Berkaca dari kondisi tersebut, Agung menilai masih terdapat kesempatan besar untuk menaikkan konsumsi terhadap komoditas pangan lokal. "Sebenarnya (komoditas) ini bukan hal yang baru, karena itu sudah menjadi alternatif pangan pokok dan sudah diterima masyarakat," katanya.
Karena itu, seiring target penurunan konsumsi beras 7 persen, wajib diikuti dengan kenaikan enam komoditas itu sebesar 7 persen pula. Kementan, kata Agung, juga sudah menyiapkan peta jalan diversifikasi pangan 2020-24 untuk meningkatkan produksi enam komoditas tersebut.
Tahun 2020-2021 pihaknya fokus dalam penyediaan benih/bibit unggul, pupuk dan pendampingan petani. Diikuti dengan mempertahankan areal tanam dan menambah areal baru. Kementan, kata dia, juga sudah mengkampanyekan gerakan tidak mengkonsumsi beras atau nasi satu hari dalam satu bulan sekaligus kampanye ke masyarakat dan industri hotel, restoran, dan katering agar menyediakan pangan lokal.
Memasuki tahun 2022-2023, fokus tetap pada penyediaan benih/bibit unggul, penyediaan alat pasca panen, serta kampanye dan sosialisasi yang terus dilakukan. Adapun pada tahun 2024 mendatang, produktivitias dari masing-masing enam komoditas itu diharapkan sudah naik.
Produktivitas ubi kayu minimal mencapai 40 ton per hektare, kentang 35 ton per hektare, sagu 5 ton per ha, talas 10 ton per hektare. Selanjutnya, tersedia pula area tanam pisang 2.148 hektare di empat provinsi dan tersedianya area tanam jagung untuk pangan seluas 8.103 hektare.
"Kami sudah punya mapping rencana pengembangan di setiap provinsi. Minimal ada satu komoditas yang diandalkan," katanya.
Sementara itu, CEO The Indonesia Green Financial and Investment Institute (TIGFII), Sunny Reetz, mengatakan, tantangan terbesar yang dihadapi yakni pertumbuhan populasi penduduk yang diprediksi tembus 321,4 juta jiwa pada 2050 mendatang. Karena itu, menjadi tugas bersama sejak saat ini memastikan pangan tersedia dan aman serta dengan harga terjangkau.
Sunny mengatakan, diversifikasi pangan lokal sejatinya adalah alat untuk mencapai target yang lebih besar. Yakni membangun sistem pertanian berwawasan lingkungan dan berkelanjutan sehingga memperkuat ketahanan pangan dengan optimalisasi lahan.

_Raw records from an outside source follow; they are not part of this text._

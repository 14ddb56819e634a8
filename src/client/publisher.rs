//! Long-lived WebSocket session to the attestation sink.

use async_trait::async_trait;
use futures::SinkExt;
use std::time::Duration;
use tokio::net::TcpStream;
use tokio_tungstenite::tungstenite::Message;
use tokio_tungstenite::{connect_async, MaybeTlsStream, WebSocketStream};
use tracing::{debug, info};

use crate::error::ChannelError;

#[async_trait]
pub trait PublishChannel: Send {
    /// Opens the session. Calling it while connected replaces the session.
    async fn connect(&mut self) -> Result<(), ChannelError>;

    /// Delivers one text frame.
    async fn send(&mut self, payload: &str) -> Result<(), ChannelError>;

    /// Idempotent.
    async fn close(&mut self);

    fn endpoint(&self) -> &str;
}

const DEFAULT_CONNECT_TIMEOUT: Duration = Duration::from_secs(10);

pub struct WsPublishChannel {
    url: String,
    connect_timeout: Duration,
    stream: Option<WebSocketStream<MaybeTlsStream<TcpStream>>>,
}

impl WsPublishChannel {
    pub fn new(url: impl Into<String>) -> Self {
        Self {
            url: url.into(),
            connect_timeout: DEFAULT_CONNECT_TIMEOUT,
            stream: None,
        }
    }

    /// Caps TCP connect plus the WebSocket handshake.
    pub fn with_connect_timeout(mut self, timeout: Duration) -> Self {
        self.connect_timeout = timeout;
        self
    }

    pub fn is_connected(&self) -> bool {
        self.stream.is_some()
    }
}

#[async_trait]
impl PublishChannel for WsPublishChannel {
    async fn connect(&mut self) -> Result<(), ChannelError> {
        self.close().await;
        let handshake = connect_async(self.url.as_str());
        let (stream, _response) = tokio::time::timeout(self.connect_timeout, handshake)
            .await
            .map_err(|_| ChannelError::Connect {
                url: self.url.clone(),
                reason: format!("handshake timed out after {:?}", self.connect_timeout),
            })?
            .map_err(|e| ChannelError::Connect {
                url: self.url.clone(),
                reason: e.to_string(),
            })?;
        info!("🔌 Connected to {}", self.url);
        self.stream = Some(stream);
        Ok(())
    }

    async fn send(&mut self, payload: &str) -> Result<(), ChannelError> {
        let stream = self.stream.as_mut().ok_or(ChannelError::NotConnected)?;
        let result = stream.send(Message::Text(payload.to_string())).await;
        if let Err(e) = result {
            // The session is unusable after a failed write
            self.stream = None;
            return Err(ChannelError::Send(e.to_string()));
        }
        Ok(())
    }

    async fn close(&mut self) {
        if let Some(mut stream) = self.stream.take() {
            if let Err(e) = stream.close(None).await {
                debug!("Close handshake with {} failed: {}", self.url, e);
            }
        }
    }

    fn endpoint(&self) -> &str {
        &self.url
    }
}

Momentum Covid-19 yang mengancam krisis pangan, menurut Sunny, pun memberikan berkah tersendiri karena memacu semua pihak untuk kreatif dan inovatif serta berusaha untuk keluar dari zona nyaman. Hal itu pula yang pada akhirnya mendasari bahwa upaya diversifikasi pangan harus dimulai dengan dukungan dan kemauan pemerintah.